One telling 2015 study sought to tease apart the difference between actual teaching time and the OECD figures. The study took a high school in Holyoke, Mass., with 180 days in its academic calendar, and tallied up all the lost instructional time over the course of a year. There were seven early-release days for professional development (with class periods compressed by 14 minutes), eight days for exams (four at the end of each semester), and another seven mornings set aside for the Massachusetts state test (all classes were paused on these mornings even though only 10th graders took the state exam).

When all was said and done, the analysts estimated that total instructional time in this school during a given year would actually come in at about 660 hours—or 410 hours (38 percent) below the OECD estimate. In other words, decisions about policy, practice, and programming can have a massive impact on how much time kids spend learning—regardless of what the length of the school year or school day appears to be.

The second source of lost time is operational. A number of years ago, Nevada’s lawmakers enacted the Nevada Educator Performance Framework (NEPF), which required a series of classroom observations and debriefs. So far, so good. Most school leaders find value in regular classroom observations.

But lawmakers wanted assurance of universal compliance. The result? A mandatory, summative 16-plus-page evaluation for every single teacher, with dozens of indicators that each required multiple “pieces of evidence.” School leaders were spending more than three hours writing each teacher’s summative evaluation (in addition to the time spent on observation, note-taking, and debriefing). As one principal asked: “If you have already gone through the standards and observations, the final document is meaningless … so why are we spending three hours writing it up?”

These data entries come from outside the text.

use std::time::Instant;

use actix::{Actor, ActorContext, AsyncContext, Handler, Message, Running, StreamHandler};
use actix_web::{web, Error, HttpRequest, HttpResponse};
use actix_web_actors::ws;

use system::{new_connection_id, ClientCommand, ConnectionId, ServerEvent};

use crate::config::Heartbeat;
use crate::connection_tx_storage::ConnectionTx;
use crate::server::{ServerCommand, ServerTx};

#[derive(Debug)]
pub enum ConnectionCommand {
    Connect { id: ConnectionId, tx: ConnectionTx },
    Disconnect { from: ConnectionId },
    ClientCommand { from: ConnectionId, command: ClientCommand },
}

#[derive(Message)]
#[rtype(result = "()")]
struct ConnectionActorMessage(ServerEvent);

/// One websocket. Its id is minted here, so the server queue sees `Connect`
/// before any command and `Disconnect` after all of them.
struct ConnectionActor {
    id: ConnectionId,
    srv_tx: ServerTx,
    buffer: usize,
    heartbeat: Heartbeat,
    last_seen: Instant,
}

impl ConnectionActor {
    fn submit(&self, command: ConnectionCommand) {
        if self.srv_tx.send(ServerCommand::Connection(command)).is_err() {
            log::warn!("Server task is gone, command dropped");
        }
    }

    fn watch_heartbeat(&self, ctx: &mut ws::WebsocketContext<Self>) {
        ctx.run_interval(self.heartbeat.interval, |act, ctx| {
            if Instant::now().duration_since(act.last_seen) > act.heartbeat.timeout {
                log::info!("Client heartbeat timed out");
                ctx.stop();
                return;
            }
            ctx.ping(b"");
        });
    }
}

impl Actor for ConnectionActor {
    type Context = ws::WebsocketContext<Self>;

    fn started(&mut self, ctx: &mut Self::Context) {
        let (tx, mut rx) = tokio::sync::mpsc::channel::<ServerEvent>(self.buffer);

        self.submit(ConnectionCommand::Connect { id: self.id, tx });
        self.watch_heartbeat(ctx);

        let addr = ctx.address();

        actix::spawn(async move {
            log::debug!("connection forwarder - started");
            while let Some(msg) = rx.recv().await {
                if addr.send(ConnectionActorMessage(msg)).await.is_err() {
                    break;
                }
            }
            log::debug!("connection forwarder - terminated");
        });
    }

    fn stopping(&mut self, _: &mut Self::Context) -> Running {
        self.submit(ConnectionCommand::Disconnect { from: self.id });

        Running::Stop
    }
}

/// Ingress
impl StreamHandler<Result<ws::Message, ws::ProtocolError>> for ConnectionActor {
    fn handle(&mut self, msg: Result<ws::Message, ws::ProtocolError>, ctx: &mut Self::Context) {
        self.last_seen = Instant::now();
        let text = match msg {
            Ok(ws::Message::Ping(msg)) => {
                ctx.pong(&msg);
                return;
            }
            Ok(ws::Message::Text(text)) => text.to_string(),
            Ok(ws::Message::Binary(bin)) => match String::from_utf8(bin.to_vec()) {
                Ok(text) => text,
                Err(_) => {
                    log::warn!("Ignored non UTF-8 binary frame ({} bytes)", bin.len());
                    return;
                }
            },
            Ok(ws::Message::Close(reason)) => {
                ctx.close(reason);
                ctx.stop();
                return;
            }
            Err(err) => {
                log::warn!("Websocket protocol error: {}", err);
                ctx.stop();
                return;
            }
            _ => return,
        };

        log::debug!("Ingress size: {}", text.len());
        let from = self.id;
        match ClientCommand::decode(&text) {
            Ok(command) => {
                log::debug!("Ingress {:?}", command);
                self.submit(ConnectionCommand::ClientCommand { from, command });
            }
            Err(err) => log::warn!("Ignored frame from {}: {}", from, err),
        }
    }
}

/// Egress
impl Handler<ConnectionActorMessage> for ConnectionActor {
    type Result = ();

    fn handle(
        &mut self,
        msg: ConnectionActorMessage,
        ctx: &mut ws::WebsocketContext<Self>,
    ) -> Self::Result {
        match msg.0.encode() {
            Ok(text) => {
                log::debug!("Egress size: {}", text.len());
                ctx.text(text);
            }
            Err(err) => log::warn!("{}", err),
        }
    }
}

pub struct ConnectionSettings {
    pub buffer: usize,
    pub heartbeat: Heartbeat,
}

pub async fn ws_index(
    req: HttpRequest,
    stream: web::Payload,
    srv_tx: web::Data<ServerTx>,
    settings: web::Data<ConnectionSettings>,
) -> Result<HttpResponse, Error> {
    ws::start(
        ConnectionActor {
            id: new_connection_id(),
            srv_tx: srv_tx.get_ref().clone(),
            buffer: settings.buffer,
            heartbeat: settings.heartbeat,
            last_seen: Instant::now(),
        },
        &req,
        stream,
    )
}
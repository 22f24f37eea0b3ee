use std::collections::HashMap;

use tokio::sync::mpsc::error::TrySendError;
use system::{ConnectionId, ServerEvent};

use crate::error::TransportError;

pub type ConnectionTx = tokio::sync::mpsc::Sender<ServerEvent>;

/// How hard the transport tries to hand an event to a connection.
#[derive(Debug, Clone, Copy, PartialEq, Eq)]
pub enum Delivery {
    /// Waits for room in the connection's queue. Never dropped, in order.
    Reliable,
    /// Dropped when the connection's queue is full.
    BestEffort,
}

/// Outbound queues of every live connection.
pub struct ConnectionTxStorage {
    connection_txs: HashMap<ConnectionId, ConnectionTx>,
}

impl ConnectionTxStorage {
    pub fn new() -> Self {
        Self {
            connection_txs: HashMap::new(),
        }
    }

    pub fn insert(&mut self, connection_id: ConnectionId, tx: ConnectionTx) {
        self.connection_txs.insert(connection_id, tx);
    }

    pub fn remove(&mut self, connection_id: &ConnectionId) -> Option<ConnectionTx> {
        self.connection_txs.remove(connection_id)
    }

    pub fn len(&self) -> usize {
        self.connection_txs.len()
    }

    pub async fn send(
        &self,
        to: &ConnectionId,
        message: ServerEvent,
        delivery: Delivery,
    ) -> Result<(), TransportError> {
        let tx = self
            .connection_txs
            .get(to)
            .ok_or(TransportError::UnknownConnection(*to))?;
        match delivery {
            Delivery::Reliable => tx
                .send(message)
                .await
                .map_err(|_| TransportError::Closed(*to)),
            Delivery::BestEffort => match tx.try_send(message) {
                Ok(()) => Ok(()),
                Err(TrySendError::Full(_)) => {
                    log::debug!("Dropped best-effort event to congested connection {}", to);
                    Ok(())
                }
                Err(TrySendError::Closed(_)) => Err(TransportError::Closed(*to)),
            },
        }
    }

    /// Sends `event` to every connection but `without`. Returns the
    /// connections found closed on the way.
    pub async fn publish(
        &self,
        event: ServerEvent,
        without: Option<&ConnectionId>,
        delivery: Delivery,
    ) -> Vec<ConnectionId> {
        let mut closed = Vec::new();
        for connection_id in self.connection_txs.keys() {
            if without == Some(connection_id) {
                continue;
            }
            match self.send(connection_id, event.clone(), delivery).await {
                Ok(()) => {}
                Err(TransportError::Closed(id)) => closed.push(id),
                Err(err) => log::warn!("Broadcast failed: {}", err),
            }
        }
        closed
    }

    /// Connections whose receiving side is gone.
    pub fn closed(&self) -> Vec<ConnectionId> {
        self.connection_txs
            .iter()
            .filter(|(_, tx)| tx.is_closed())
            .map(|(connection_id, _)| *connection_id)
            .collect()
    }
}
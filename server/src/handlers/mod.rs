use std::path::Path;

use crate::connection::ws_index;
use crate::handlers::status::configure_status_handlers;
use actix_files::Files;
use actix_web::web;

mod status;

pub fn root(cfg: &mut web::ServiceConfig) {
    cfg.service(web::resource("/ws").route(web::get().to(ws_index)));

    configure_status_handlers(cfg);
}

/// Serves the browser client. Must be registered last: it claims `/`.
pub fn client_assets(static_dir: &Path) -> impl FnOnce(&mut web::ServiceConfig) + '_ {
    move |cfg| {
        if static_dir.is_dir() {
            cfg.service(Files::new("/", static_dir).index_file("index.html"));
        } else {
            log::warn!(
                "Static directory {} not found, serving no client",
                static_dir.display()
            );
        }
    }
}
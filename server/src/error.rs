use system::ConnectionId;
use thiserror::Error;

#[derive(Debug, Error)]
pub enum TransportError {
    #[error("connection {0} is not registered")]
    UnknownConnection(ConnectionId),
    #[error("connection {0} is closed")]
    Closed(ConnectionId),
}

#[derive(Debug, Error)]
pub enum ServerError {
    #[error(transparent)]
    Io(#[from] std::io::Error),
    #[error("server task is not running")]
    Stopped,
}

impl actix_web::ResponseError for ServerError {}
use whiteboard_system::*;

fn dot(x: f64, color: &str) -> Stroke {
    Stroke::new(vec![Point::new(x, x)], color, 4.0)
}

#[test]
fn it_shares_one_undo_between_users() {
    let mut state = SessionState::new();
    let alice = new_connection_id();
    let bob = new_connection_id();
    let alice_color = state.add_user(alice);
    let bob_color = state.add_user(bob);

    state.add_stroke(dot(1.0, &alice_color));
    state.add_stroke(dot(2.0, &bob_color));

    // Alice's undo takes back Bob's stroke: the most recent one wins.
    let history = state.undo().expect("");
    assert_eq!(history, vec![dot(1.0, &alice_color)]);
    assert_eq!(state.undo_buffer(), &[dot(2.0, &bob_color)]);

    state.add_stroke(dot(3.0, &alice_color));
    assert_eq!(
        state.history(),
        vec![dot(1.0, &alice_color), dot(3.0, &alice_color)]
    );
    assert!(state.undo_buffer().is_empty());
}

#[test]
fn it_keeps_history_when_users_come_and_go() {
    let mut state = SessionState::new();
    state.add_stroke(dot(1.0, "red"));
    let before = state.history();

    let alice = new_connection_id();
    state.add_user(alice);
    assert_eq!(state.history(), before);

    state.remove_user(&alice);
    assert!(state.update_cursor(&alice, 1.0, 2.0).is_none());
    assert_eq!(state.history(), before);
    assert_eq!(state.user_count(), 0);
}

#[test]
fn it_replays_full_history_after_overflow() {
    let mut state = SessionState::new();
    for n in 0..=HISTORY_LIMIT {
        state.add_stroke(dot(n as f64, "blue"));
    }
    let history = state.history();
    assert_eq!(history.len(), HISTORY_LIMIT);
    assert_eq!(history.first(), Some(&dot(1.0, "blue")));
    assert_eq!(history.last(), Some(&dot(HISTORY_LIMIT as f64, "blue")));
}
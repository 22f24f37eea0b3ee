use std::collections::{HashMap, VecDeque};

use crate::message::*;

/// Oldest strokes are evicted once the history grows past this.
pub const HISTORY_LIMIT: usize = 1000;

#[derive(Debug, Clone, PartialEq)]
pub struct User {
    pub color: Color,
    pub position: Point,
}

/// The whole shared state of a whiteboard: committed strokes, strokes taken
/// back by undo, and who is connected.
///
/// Every method commits in one step. Callers must not interleave calls from
/// several threads; the server funnels them through a single task.
#[derive(Debug, Default)]
pub struct SessionState {
    history: VecDeque<Stroke>,
    undo_buffer: Vec<Stroke>,
    users: HashMap<ConnectionId, User>,
}

impl SessionState {
    pub fn new() -> Self {
        Self::default()
    }

    /// Registers a user with a fresh color. An already registered id is
    /// overwritten.
    pub fn add_user(&mut self, id: ConnectionId) -> Color {
        let color = random_user_color();
        self.users.insert(
            id,
            User {
                color: color.clone(),
                position: Point::default(),
            },
        );
        color
    }

    pub fn remove_user(&mut self, id: &ConnectionId) {
        self.users.remove(id);
    }

    pub fn update_cursor(&mut self, id: &ConnectionId, x: f64, y: f64) -> Option<&User> {
        let user = self.users.get_mut(id)?;
        user.position = Point::new(x, y);
        Some(user)
    }

    pub fn add_stroke(&mut self, stroke: Stroke) {
        self.history.push_back(stroke);
        self.undo_buffer.clear();
        while self.history.len() > HISTORY_LIMIT {
            self.history.pop_front();
        }
    }

    /// Takes back the most recent stroke, whoever drew it, and returns the
    /// resulting history. `None` when there is nothing to undo.
    pub fn undo(&mut self) -> Option<Vec<Stroke>> {
        let stroke = self.history.pop_back()?;
        self.undo_buffer.push(stroke);
        Some(self.history())
    }

    pub fn history(&self) -> Vec<Stroke> {
        self.history.iter().cloned().collect()
    }

    pub fn history_len(&self) -> usize {
        self.history.len()
    }

    pub fn undo_buffer(&self) -> &[Stroke] {
        &self.undo_buffer
    }

    pub fn user(&self, id: &ConnectionId) -> Option<&User> {
        self.users.get(id)
    }

    pub fn user_count(&self) -> usize {
        self.users.len()
    }
}

fn random_user_color() -> Color {
    format!("hsl({}, 70%, 50%)", rand::random_range(0..360u16))
}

One administrator sighed, “I had 567 pages of evaluations on 31 teachers I evaluated. … We have to initial every single page, and have teachers do the same.” An internal analysis calculated that principals were spending 150 hours each—or 19 eight-hour work days per year—on paperwork that rehashed what they’d already observed, recorded, and discussed with teachers.

And a third source of lost time? Behavioral factors. In 2021, in an invaluable and far-too-unusual study of Providence, R.I., researchers Matt Kraft and Manuel Monti-Nussbaum documented just how many disruptions there are in a school day. They estimated that a typical classroom in Providence public schools is interrupted over 2,000 times per year and that these interruptions wind up consuming 10 to 20 days of instructional time.

Major disruptions included intercom announcements, staff visits, and students entering (or reentering) class in disruptive ways. In explaining the impact of tardiness, for instance, the researchers observed that “in many classrooms, locked doors required late and returning students to knock and a teacher or student to stop what they were doing and open the door. Late students often resulted in taking the teacher away from whole-class instruction to orient the student to the current task.”

Kraft and Monti-Nussbaum noted that more than half the interruptions they observed led to spillover disruptions that extended their impact. And yet they found that administrators appeared to greatly underestimate the frequency and consequences of these interruptions, consistently undercounting the actual number and the amount of time they absorb.

Making sure that time allegedly earmarked for instruction is actually being used for it requires looking at how that time is actually used—not at how time is labeled on the school calendar or master schedule. It doesn’t matter whether the school calendar says 180 days or the schedule says there’s an 80-minute reading block; what matters is how that time is getting used. And that requires digging into complicated, messy questions about where time is being used. Unfortunately, neither researchers nor school systems routinely do nearly enough of that.

So, for districts looking to maximize learning time, here’s a two-step action plan. Step one: Figure out when and where time is being lost. Step two: Start to reclaim that time and put it to better use. I know it’s on the simple side, but, as they say in Silicon Valley, “That’s not a bug, it’s a feature.”

Frederick Hess is director of education policy studies at the American Enterprise Institute and an executive editor of Education Next.